Items listed in a dataset:

╔══

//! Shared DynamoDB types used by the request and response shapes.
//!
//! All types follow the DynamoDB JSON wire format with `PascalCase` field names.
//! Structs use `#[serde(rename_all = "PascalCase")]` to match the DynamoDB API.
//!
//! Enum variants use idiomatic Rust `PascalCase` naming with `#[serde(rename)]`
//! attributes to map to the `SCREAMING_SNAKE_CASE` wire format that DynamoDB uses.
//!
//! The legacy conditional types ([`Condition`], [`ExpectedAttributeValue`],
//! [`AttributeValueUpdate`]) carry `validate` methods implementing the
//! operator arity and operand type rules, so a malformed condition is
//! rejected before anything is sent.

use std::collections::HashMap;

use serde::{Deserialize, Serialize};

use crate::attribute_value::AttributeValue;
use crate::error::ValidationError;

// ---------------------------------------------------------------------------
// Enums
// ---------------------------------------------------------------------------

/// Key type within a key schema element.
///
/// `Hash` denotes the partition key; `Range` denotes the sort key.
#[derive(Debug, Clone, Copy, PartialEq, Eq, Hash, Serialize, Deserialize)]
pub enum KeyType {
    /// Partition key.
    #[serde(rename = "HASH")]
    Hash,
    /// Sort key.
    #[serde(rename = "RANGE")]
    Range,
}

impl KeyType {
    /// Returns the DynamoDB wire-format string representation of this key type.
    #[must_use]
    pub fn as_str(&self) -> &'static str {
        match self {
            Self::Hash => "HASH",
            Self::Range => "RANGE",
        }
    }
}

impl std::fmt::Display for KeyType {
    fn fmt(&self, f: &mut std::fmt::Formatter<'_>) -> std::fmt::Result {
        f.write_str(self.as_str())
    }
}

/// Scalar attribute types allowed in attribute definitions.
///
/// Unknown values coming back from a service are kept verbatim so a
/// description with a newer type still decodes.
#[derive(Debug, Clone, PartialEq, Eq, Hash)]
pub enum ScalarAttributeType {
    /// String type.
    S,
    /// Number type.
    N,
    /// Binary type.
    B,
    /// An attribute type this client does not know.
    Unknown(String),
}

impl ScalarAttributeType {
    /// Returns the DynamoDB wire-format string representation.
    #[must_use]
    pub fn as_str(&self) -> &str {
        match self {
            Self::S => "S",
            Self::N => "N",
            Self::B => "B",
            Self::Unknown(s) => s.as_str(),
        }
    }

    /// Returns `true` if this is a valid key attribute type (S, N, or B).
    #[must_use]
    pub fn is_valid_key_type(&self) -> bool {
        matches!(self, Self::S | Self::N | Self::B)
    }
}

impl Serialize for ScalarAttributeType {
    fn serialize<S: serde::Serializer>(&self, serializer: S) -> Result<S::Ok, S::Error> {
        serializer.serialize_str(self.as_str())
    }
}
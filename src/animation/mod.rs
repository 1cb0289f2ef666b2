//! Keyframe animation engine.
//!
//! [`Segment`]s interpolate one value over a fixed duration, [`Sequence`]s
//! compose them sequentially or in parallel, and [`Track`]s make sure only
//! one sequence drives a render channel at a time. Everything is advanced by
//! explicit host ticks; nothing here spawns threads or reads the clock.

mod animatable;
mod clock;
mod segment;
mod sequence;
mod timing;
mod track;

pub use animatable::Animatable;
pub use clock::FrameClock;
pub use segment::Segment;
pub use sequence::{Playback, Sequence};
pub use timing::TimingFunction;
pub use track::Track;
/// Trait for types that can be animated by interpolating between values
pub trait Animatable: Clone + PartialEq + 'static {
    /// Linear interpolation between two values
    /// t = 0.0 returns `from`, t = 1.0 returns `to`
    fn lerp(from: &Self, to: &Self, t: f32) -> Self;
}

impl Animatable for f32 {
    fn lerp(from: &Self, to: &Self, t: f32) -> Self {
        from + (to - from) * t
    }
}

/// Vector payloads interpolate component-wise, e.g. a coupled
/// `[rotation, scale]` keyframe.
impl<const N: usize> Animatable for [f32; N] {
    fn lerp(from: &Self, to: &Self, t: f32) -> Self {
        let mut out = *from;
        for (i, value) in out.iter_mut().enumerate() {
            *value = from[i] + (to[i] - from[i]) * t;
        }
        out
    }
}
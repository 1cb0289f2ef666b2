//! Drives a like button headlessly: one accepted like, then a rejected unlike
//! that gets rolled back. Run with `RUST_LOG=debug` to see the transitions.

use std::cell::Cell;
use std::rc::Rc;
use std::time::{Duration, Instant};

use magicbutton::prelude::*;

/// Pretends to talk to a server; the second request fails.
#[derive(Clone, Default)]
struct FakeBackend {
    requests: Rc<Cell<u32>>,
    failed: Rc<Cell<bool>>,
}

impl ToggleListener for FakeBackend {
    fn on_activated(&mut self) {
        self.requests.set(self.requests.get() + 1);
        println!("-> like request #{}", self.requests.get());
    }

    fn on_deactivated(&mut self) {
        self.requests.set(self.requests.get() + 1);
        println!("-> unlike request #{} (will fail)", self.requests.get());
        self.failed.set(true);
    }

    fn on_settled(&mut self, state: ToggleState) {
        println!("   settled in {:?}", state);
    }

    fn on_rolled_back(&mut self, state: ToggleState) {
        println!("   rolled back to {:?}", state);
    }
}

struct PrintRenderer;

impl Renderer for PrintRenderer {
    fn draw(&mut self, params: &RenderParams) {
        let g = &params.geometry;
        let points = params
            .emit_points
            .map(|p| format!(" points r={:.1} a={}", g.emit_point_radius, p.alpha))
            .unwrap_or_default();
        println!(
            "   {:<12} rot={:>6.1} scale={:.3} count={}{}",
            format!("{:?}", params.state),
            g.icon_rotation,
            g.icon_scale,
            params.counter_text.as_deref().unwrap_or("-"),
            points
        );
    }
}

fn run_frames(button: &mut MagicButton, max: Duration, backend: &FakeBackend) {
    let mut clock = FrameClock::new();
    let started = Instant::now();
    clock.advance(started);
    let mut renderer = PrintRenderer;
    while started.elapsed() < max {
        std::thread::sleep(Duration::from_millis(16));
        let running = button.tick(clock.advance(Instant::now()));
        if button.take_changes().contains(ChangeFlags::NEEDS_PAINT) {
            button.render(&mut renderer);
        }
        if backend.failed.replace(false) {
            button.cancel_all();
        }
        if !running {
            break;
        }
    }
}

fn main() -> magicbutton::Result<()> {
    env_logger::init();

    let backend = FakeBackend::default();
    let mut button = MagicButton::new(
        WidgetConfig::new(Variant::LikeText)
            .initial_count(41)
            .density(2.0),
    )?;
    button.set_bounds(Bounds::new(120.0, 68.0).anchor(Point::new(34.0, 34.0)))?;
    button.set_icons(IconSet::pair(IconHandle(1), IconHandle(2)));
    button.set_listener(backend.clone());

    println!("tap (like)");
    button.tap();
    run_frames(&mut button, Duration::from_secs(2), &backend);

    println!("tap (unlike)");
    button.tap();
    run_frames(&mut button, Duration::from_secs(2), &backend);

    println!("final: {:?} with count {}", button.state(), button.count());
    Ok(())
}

╚══

Your goal. Within the records above, each line containing "values" is to be returned.

Exercise response.
/// Unknown values coming back from a service are kept verbatim so a
/// Trait for types that can be animated by interpolating between values
    /// Linear interpolation between two values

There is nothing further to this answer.